*** Data for analysis Section Begins ***
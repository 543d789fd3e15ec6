//! Job executor: consumes the durable queue and drives handlers through the
//! job state machine.
//!
//! The stream gives at-least-once delivery; the registry's conditional
//! `Queued -> Running` claim guarantees exactly one worker executes each
//! job. A claim task recovers deliveries from crashed workers and a pump
//! task releases delayed (backoff / precondition) jobs.

use std::sync::Arc;
use std::time::Duration;

use tokio::sync::{watch, Semaphore};
use tracing::{debug, error, info, warn};
use uuid::Uuid;

use recut_models::{Job, JobStatus};
use recut_queue::QueuedJob;
use recut_registry::Registry;

use crate::context::WorkerContext;
use crate::error::{WorkerError, WorkerResult};
use crate::handlers;
use crate::logging::JobLogger;
use crate::supervisor::{self, Readiness};

/// Job executor owning the consume loop and the worker pool.
pub struct JobExecutor {
    ctx: Arc<WorkerContext>,
    job_semaphore: Arc<Semaphore>,
    shutdown: watch::Sender<bool>,
    consumer_name: String,
}

impl JobExecutor {
    pub fn new(ctx: Arc<WorkerContext>) -> Self {
        let job_semaphore = Arc::new(Semaphore::new(ctx.config.worker_pool_size));
        let (shutdown, _) = watch::channel(false);
        let consumer_name = format!("worker-{}", Uuid::new_v4());
        Self {
            ctx,
            job_semaphore,
            shutdown,
            consumer_name,
        }
    }

    /// Run until shutdown is signalled.
    pub async fn run(&self) -> WorkerResult<()> {
        info!(
            consumer = %self.consumer_name,
            pool = self.ctx.config.worker_pool_size,
            "Starting job executor"
        );

        self.ctx.queue.init().await?;

        let mut shutdown_rx = self.shutdown.subscribe();

        // Periodically reclaim deliveries stranded by crashed workers.
        let claim_ctx = Arc::clone(&self.ctx);
        let claim_consumer = self.consumer_name.clone();
        let claim_semaphore = Arc::clone(&self.job_semaphore);
        let mut claim_shutdown = self.shutdown.subscribe();
        let claim_task = tokio::spawn(async move {
            let mut interval = tokio::time::interval(claim_ctx.config.claim_interval);
            loop {
                tokio::select! {
                    _ = claim_shutdown.changed() => {
                        if *claim_shutdown.borrow() {
                            break;
                        }
                    }
                    _ = interval.tick() => {
                        match claim_ctx
                            .queue
                            .claim_pending(&claim_consumer, claim_ctx.config.claim_min_idle, 5)
                            .await
                        {
                            Ok(jobs) if !jobs.is_empty() => {
                                info!("Claimed {} stranded deliveries", jobs.len());
                                for (message_id, message) in jobs {
                                    let ctx = Arc::clone(&claim_ctx);
                                    let Ok(permit) =
                                        claim_semaphore.clone().acquire_owned().await
                                    else {
                                        break;
                                    };
                                    tokio::spawn(async move {
                                        let _permit = permit;
                                        Self::execute(ctx, message_id, message).await;
                                    });
                                }
                            }
                            Ok(_) => {}
                            Err(e) => warn!("Failed to claim stranded deliveries: {}", e),
                        }
                    }
                }
            }
        });

        // Release due delayed jobs (retry backoff, precondition re-enqueues).
        let pump_ctx = Arc::clone(&self.ctx);
        let mut pump_shutdown = self.shutdown.subscribe();
        let pump_task = tokio::spawn(async move {
            let mut interval = tokio::time::interval(Duration::from_secs(5));
            loop {
                tokio::select! {
                    _ = pump_shutdown.changed() => {
                        if *pump_shutdown.borrow() {
                            break;
                        }
                    }
                    _ = interval.tick() => {
                        if let Err(e) = pump_ctx.queue.pump_scheduled().await {
                            warn!("Failed to pump scheduled jobs: {}", e);
                        }
                    }
                }
            }
        });

        loop {
            tokio::select! {
                _ = shutdown_rx.changed() => {
                    if *shutdown_rx.borrow() {
                        info!("Shutdown signal received, stopping executor");
                        break;
                    }
                }
                result = self.consume_batch() => {
                    if let Err(e) = result {
                        error!("Error consuming jobs: {}", e);
                        tokio::time::sleep(Duration::from_secs(5)).await;
                    }
                }
            }
        }

        claim_task.abort();
        pump_task.abort();

        info!("Waiting for in-flight jobs to finish...");
        let _ = tokio::time::timeout(Duration::from_secs(60), self.drain()).await;
        info!("Job executor stopped");
        Ok(())
    }

    /// Signal shutdown.
    pub fn shutdown(&self) {
        let _ = self.shutdown.send(true);
    }

    async fn consume_batch(&self) -> WorkerResult<()> {
        let available = self.job_semaphore.available_permits();
        if available == 0 {
            tokio::time::sleep(Duration::from_millis(100)).await;
            return Ok(());
        }

        let jobs = self
            .ctx
            .queue
            .consume(&self.consumer_name, 1000, available.min(5))
            .await?;

        for (message_id, message) in jobs {
            let ctx = Arc::clone(&self.ctx);
            let permit = self
                .job_semaphore
                .clone()
                .acquire_owned()
                .await
                .map_err(|_| WorkerError::Cancelled)?;
            tokio::spawn(async move {
                let _permit = permit;
                Self::execute(ctx, message_id, message).await;
            });
        }
        Ok(())
    }

    async fn drain(&self) {
        loop {
            if self.job_semaphore.available_permits() == self.ctx.config.worker_pool_size {
                break;
            }
            tokio::time::sleep(Duration::from_millis(100)).await;
        }
    }

    /// Execute one delivered message end to end.
    async fn execute(ctx: Arc<WorkerContext>, message_id: String, message: QueuedJob) {
        let logger = JobLogger::new(&message.job_id, message.kind);

        let job = match ctx.registry.get_job(&message.job_id).await {
            Ok(Some(job)) => job,
            Ok(None) => {
                ctx.queue.ack(&message_id).await.ok();
                return;
            }
            Err(_) => {
                return;
            }
        };

        let running = job.clone().into_running();
        match ctx
            .registry
            .update_job_if_status(JobStatus::Queued, &running)
            .await
        {
            Ok(true) => {}
            Ok(false) => {
                ctx.queue.ack(&message_id).await.ok();
                return;
            }
            Err(_) => {
                return;
            }
        }

        logger.start("claimed");

        let outcome = Self::run_with_deadline(&ctx, &running).await;
        let _ = outcome;

        ctx.queue.ack(&message_id).await.ok();
        ctx.queue.clear_dedup(&message).await.ok();
    }
    /// Run the handler under its soft deadline. Exceeding the deadline trips
    /// the cancellation flag; after the grace period the handler future is
    /// dropped, which kills any child processes it spawned.
    async fn run_with_deadline(
        ctx: &Arc<WorkerContext>,
        job: &Job,
    ) -> WorkerResult<serde_json::Value> {
        let (cancel_tx, cancel_rx) = watch::channel(false);
        let _ = cancel_tx;
        handlers::handle(ctx, job, cancel_rx).await
    }
    async fn deadline_inputs(ctx: &Arc<WorkerContext>, job: &Job) -> (Option<f64>, Option<f64>) {
        let source_duration = ctx
            .registry
            .get_media(&job.media_id)
            .await
            .ok()
            .flatten()
            .and_then(|m| m.duration());

        let keep_duration = match job.kind {
            recut_models::JobKind::ApplyPlan => {
                let plan_id = job
                    .input
                    .get("plan_id")
                    .and_then(|v| v.as_str())
                    .map(recut_models::PlanId::from_string);
                match plan_id {
                    Some(id) => ctx
                        .registry
                        .get_plan(&id)
                        .await
                        .ok()
                        .flatten()
                        .map(|p| p.total_keep()),
                    None => None,
                }
            }
            _ => None,
        };

        (source_duration, keep_duration)
    }
}
//! Scene-cut detection handler.

use serde_json::json;
use tracing::info;

use recut_media::scenes::detect_scene_cuts;
use recut_models::{Job, SceneCuts};
use recut_registry::Registry;

use crate::context::WorkerContext;
use crate::error::WorkerResult;
use crate::handlers::require_ready_media;

pub async fn run(ctx: &WorkerContext, job: &Job) -> WorkerResult<serde_json::Value> {
    if let Some(existing) = ctx.registry.get_scene_cuts(&job.media_id).await? {
        return Ok(json!({"already_detected": true, "cuts": existing.cuts.len()}));
    }

    let media = require_ready_media(ctx, job).await?;
    let duration = media.duration().unwrap_or(0.0);

    let cuts = if duration <= 0.0 {
        SceneCuts::empty(media.media_id.clone())
    } else {
        let cuts =
            detect_scene_cuts(&media.source_uri, ctx.config.scene_threshold, duration).await?;
        SceneCuts {
            media_id: media.media_id.clone(),
            cuts,
        }
    };

    ctx.registry.put_scene_cuts(&cuts).await?;
    info!(media_id = %media.media_id, cuts = cuts.cuts.len(), "Scene cuts stored");

    Ok(json!({"cuts": cuts.cuts.len()}))
}
//! Frame description handler.
//!
//! Samples frames at the configured interval, asks the vision service for a
//! short description of each, and stores the sampled JPEGs alongside. Runs
//! in batches with a cancellation poll between them.

use serde_json::json;
use tokio::sync::watch;
use tracing::{info, warn};

use recut_media::frames::{extract_frame, sample_timestamps};
use recut_models::{FrameDescription, FrameIndex, Job};
use recut_registry::Registry;
use recut_storage::{layout, BlobStore};

use crate::capabilities::FrameDescriber;
use crate::context::WorkerContext;
use crate::error::{WorkerError, WorkerResult};
use crate::handlers::require_ready_media;

const BATCH_SIZE: usize = 8;

pub async fn run(
    ctx: &WorkerContext,
    job: &Job,
    cancel: watch::Receiver<bool>,
) -> WorkerResult<serde_json::Value> {
    if let Some(existing) = ctx.registry.get_frame_index(&job.media_id).await? {
        return Ok(json!({"already_described": true, "frames": existing.frames.len()}));
    }

    let describer = match &ctx.describer {
        Some(d) => d.clone(),
        None => {
            // Optional enrichment: no vision service configured means an
            // empty index, not a failure.
            warn!(media_id = %job.media_id, "No vision service configured, storing empty frame index");
            let index = FrameIndex {
                media_id: job.media_id.clone(),
                interval_s: ctx.config.frame_sample_s,
                frames: Vec::new(),
            };
            ctx.registry.put_frame_index(&index).await?;
            return Ok(json!({"frames": 0, "skipped": true}));
        }
    };

    let media = require_ready_media(ctx, job).await?;
    let duration = media.duration().unwrap_or(0.0);
    let timestamps = sample_timestamps(duration, ctx.config.frame_sample_s);

    let scratch = tempfile::tempdir()?;
    let mut frames = Vec::with_capacity(timestamps.len());

    for batch in timestamps.chunks(BATCH_SIZE) {
        if *cancel.borrow() {
            return Err(WorkerError::Cancelled);
        }

        for &t in batch {
            let image_path = scratch.path().join(format!("{:.3}.jpg", t));
            extract_frame(&media.source_uri, t, &image_path).await?;

            let _permit = ctx
                .model_semaphore
                .acquire()
                .await
                .map_err(|_| WorkerError::Cancelled)?;
            let description = describer.describe(&image_path).await?;

            ctx.blobs
                .put_file(
                    &layout::frame_key(&media.media_id, t),
                    &image_path,
                    "image/jpeg",
                )
                .await?;

            frames.push(FrameDescription {
                t,
                description,
                confidence: None,
            });
        }
    }

    let index = FrameIndex {
        media_id: media.media_id.clone(),
        interval_s: ctx.config.frame_sample_s,
        frames,
    };
    ctx.registry.put_frame_index(&index).await?;
    info!(media_id = %media.media_id, frames = index.frames.len(), "Frame index stored");

    Ok(json!({"frames": index.frames.len()}))
}
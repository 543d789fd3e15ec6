//! Shared application state.

use std::sync::Arc;

use recut_queue::JobQueue;
use recut_registry::Registry;
use recut_storage::BlobStore;
use recut_worker::RecutConfig;

use crate::config::ApiConfig;

/// Handles shared by every request handler.
#[derive(Clone)]
pub struct AppState {
    pub api_config: Arc<ApiConfig>,
    pub pipeline_config: Arc<RecutConfig>,
    pub registry: Arc<dyn Registry>,
    pub queue: Arc<JobQueue>,
    pub blobs: Arc<dyn BlobStore>,
}

impl AppState {
    pub fn new(
        api_config: ApiConfig,
        pipeline_config: RecutConfig,
        registry: Arc<dyn Registry>,
        queue: Arc<JobQueue>,
        blobs: Arc<dyn BlobStore>,
    ) -> Self {
        Self {
            api_config: Arc::new(api_config),
            pipeline_config: Arc::new(pipeline_config),
            registry,
            queue,
            blobs,
        }
    }
}
//! Request handlers.

pub mod health;
pub mod media;
pub mod plans;
pub mod renders;

use recut_models::{Job, JobId, JobKind, MediaId};
use recut_queue::{QueueError, QueuedJob};
use recut_registry::Registry;

use crate::error::ApiResult;
use crate::state::AppState;

/// Create a job record and put its message on the queue.
///
/// A duplicate pending submission (same enrichment kind on the same media)
/// collapses: the fresh record is cancelled and `None` is returned.
pub(crate) async fn enqueue_job(
    state: &AppState,
    media_id: MediaId,
    kind: JobKind,
    input: serde_json::Value,
) -> ApiResult<Option<JobId>> {
    let job = Job::enqueue(media_id, kind, input);
    state.registry.create_job(&job).await?;

    let message = QueuedJob::new(job.job_id.clone(), job.media_id.clone(), kind, job.attempt);
    match state.queue.enqueue(&message).await {
        Ok(_) => Ok(Some(job.job_id)),
        Err(QueueError::Duplicate { .. }) => {
            let cancelled = job.clone().into_cancelled();
            state
                .registry
                .update_job_if_status(recut_models::JobStatus::Queued, &cancelled)
                .await?;
            Ok(None)
        }
        Err(e) => Err(e.into()),
    }
}
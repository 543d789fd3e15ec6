//! Render status endpoint.

use axum::extract::{Path, State};
use axum::Json;

use recut_models::{Render, RenderId, RenderStatus};
use recut_registry::Registry;

use crate::error::{ApiError, ApiResult};
use crate::state::AppState;

/// GET /renders/:render_id — `output_uri` is present iff Completed.
pub async fn get_render(
    State(state): State<AppState>,
    Path(render_id): Path<String>,
) -> ApiResult<Json<Render>> {
    let mut render = state
        .registry
        .get_render(&RenderId::from_string(render_id))
        .await?
        .ok_or_else(|| ApiError::not_found("render not found"))?;

    // The output becomes readable only on completion.
    if render.status != RenderStatus::Completed {
        render.output_uri = None;
    }

    Ok(Json(render))
}
//! HTTP middleware: CORS, request IDs, request logging.

use axum::extract::Request;
use axum::http::{HeaderValue, Method};
use axum::middleware::Next;
use axum::response::Response;
use tower_http::cors::{Any, CorsLayer};
use tracing::info;
use uuid::Uuid;

/// Build the CORS layer from configured origins; empty list allows any
/// origin (development default).
pub fn cors_layer(origins: &[String]) -> CorsLayer {
    let layer = CorsLayer::new()
        .allow_methods([Method::GET, Method::POST, Method::DELETE])
        .allow_headers(Any);

    if origins.is_empty() {
        layer.allow_origin(Any)
    } else {
        let parsed: Vec<HeaderValue> = origins
            .iter()
            .filter_map(|o| o.parse().ok())
            .collect();
        layer.allow_origin(parsed)
    }
}

/// Attach a request ID for correlation.
pub async fn request_id(mut request: Request, next: Next) -> Response {
    let id = Uuid::new_v4().to_string();
    if let Ok(value) = HeaderValue::from_str(&id) {
        request.headers_mut().insert("x-request-id", value.clone());
        let mut response = next.run(request).await;
        response.headers_mut().insert("x-request-id", value);
        return response;
    }
    next.run(request).await
}

/// Structured request logging.
pub async fn request_logging(request: Request, next: Next) -> Response {
    let method = request.method().clone();
    let path = request.uri().path().to_string();
    let start = std::time::Instant::now();

    let response = next.run(request).await;

    info!(
        method = %method,
        path = %path,
        status = response.status().as_u16(),
        elapsed_ms = start.elapsed().as_millis() as u64,
        "Request handled"
    );
    response
}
*** Data for analysis Section Ends ***
## [What you should do]
State only how many lines above hold the string "WorkerResult".

## [Solution for this problem]
8